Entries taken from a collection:
————————

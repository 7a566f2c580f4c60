//! Database models for devices and entities.

use diesel::prelude::*;

use ha_ingest_core::events::{DeviceRecord, EntityRecord};

use super::schema::{devices, entities};

#[derive(Debug, Clone, PartialEq, Queryable, Selectable, Insertable, AsChangeset)]
#[diesel(table_name = devices)]
pub struct DeviceRow {
    pub device_id: String,
    pub name: String,
    pub manufacturer: Option<String>,
    pub model: Option<String>,
    pub sw_version: Option<String>,
    pub area_id: Option<String>,
    /// Materialized count, maintained by the synchronizer after entity
    /// upserts; preserved across device upserts.
    pub entity_count: i32,
}

impl From<&DeviceRecord> for DeviceRow {
    fn from(record: &DeviceRecord) -> Self {
        DeviceRow {
            device_id: record.device_id.clone(),
            name: record.name.clone(),
            manufacturer: record.manufacturer.clone(),
            model: record.model.clone(),
            sw_version: record.sw_version.clone(),
            area_id: record.area_id.clone(),
            entity_count: 0,
        }
    }
}

#[derive(Debug, Clone, PartialEq, Queryable, Selectable, Insertable, AsChangeset)]
#[diesel(table_name = entities)]
pub struct EntityRow {
    pub entity_id: String,
    pub device_id: Option<String>,
    pub domain: String,
    pub platform: String,
    pub disabled: bool,
}

impl From<&EntityRecord> for EntityRow {
    fn from(record: &EntityRecord) -> Self {
        EntityRow {
            entity_id: record.entity_id.clone(),
            device_id: record.device_id.clone(),
            domain: record.domain.clone(),
            platform: record.platform.clone(),
            disabled: record.disabled,
        }
    }
}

————————

WORK TASK. The data above needs retyping. Reproduce each line exactly.

RESPONSE TO THE EXERCISE.
repository 7a566f2c580f4c60
//! Database models for devices and entities.

use diesel::prelude::*;

use ha_ingest_core::events::{DeviceRecord, EntityRecord};

use super::schema::{devices, entities};

#[derive(Debug, Clone, PartialEq, Queryable, Selectable, Insertable, AsChangeset)]
#[diesel(table_name = devices)]
pub struct DeviceRow {
    pub device_id: String,
    pub name: String,
    pub manufacturer: Option<String>,
    pub model: Option<String>,
    pub sw_version: Option<String>,
    pub area_id: Option<String>,
    /// Materialized count, maintained by the synchronizer after entity
    /// upserts; preserved across device upserts.
    pub entity_count: i32,
}

impl From<&DeviceRecord> for DeviceRow {
    fn from(record: &DeviceRecord) -> Self {
        DeviceRow {
            device_id: record.device_id.clone(),
            name: record.name.clone(),
            manufacturer: record.manufacturer.clone(),
            model: record.model.clone(),
            sw_version: record.sw_version.clone(),
            area_id: record.area_id.clone(),
            entity_count: 0,
        }
    }
}

#[derive(Debug, Clone, PartialEq, Queryable, Selectable, Insertable, AsChangeset)]
#[diesel(table_name = entities)]
pub struct EntityRow {
    pub entity_id: String,
    pub device_id: Option<String>,
    pub domain: String,
    pub platform: String,
    pub disabled: bool,
}

impl From<&EntityRecord> for EntityRow {
    fn from(record: &EntityRecord) -> Self {
        EntityRow {
            entity_id: record.entity_id.clone(),
            device_id: record.device_id.clone(),
            domain: record.domain.clone(),
            platform: record.platform.clone(),
            disabled: record.disabled,
        }
    }
}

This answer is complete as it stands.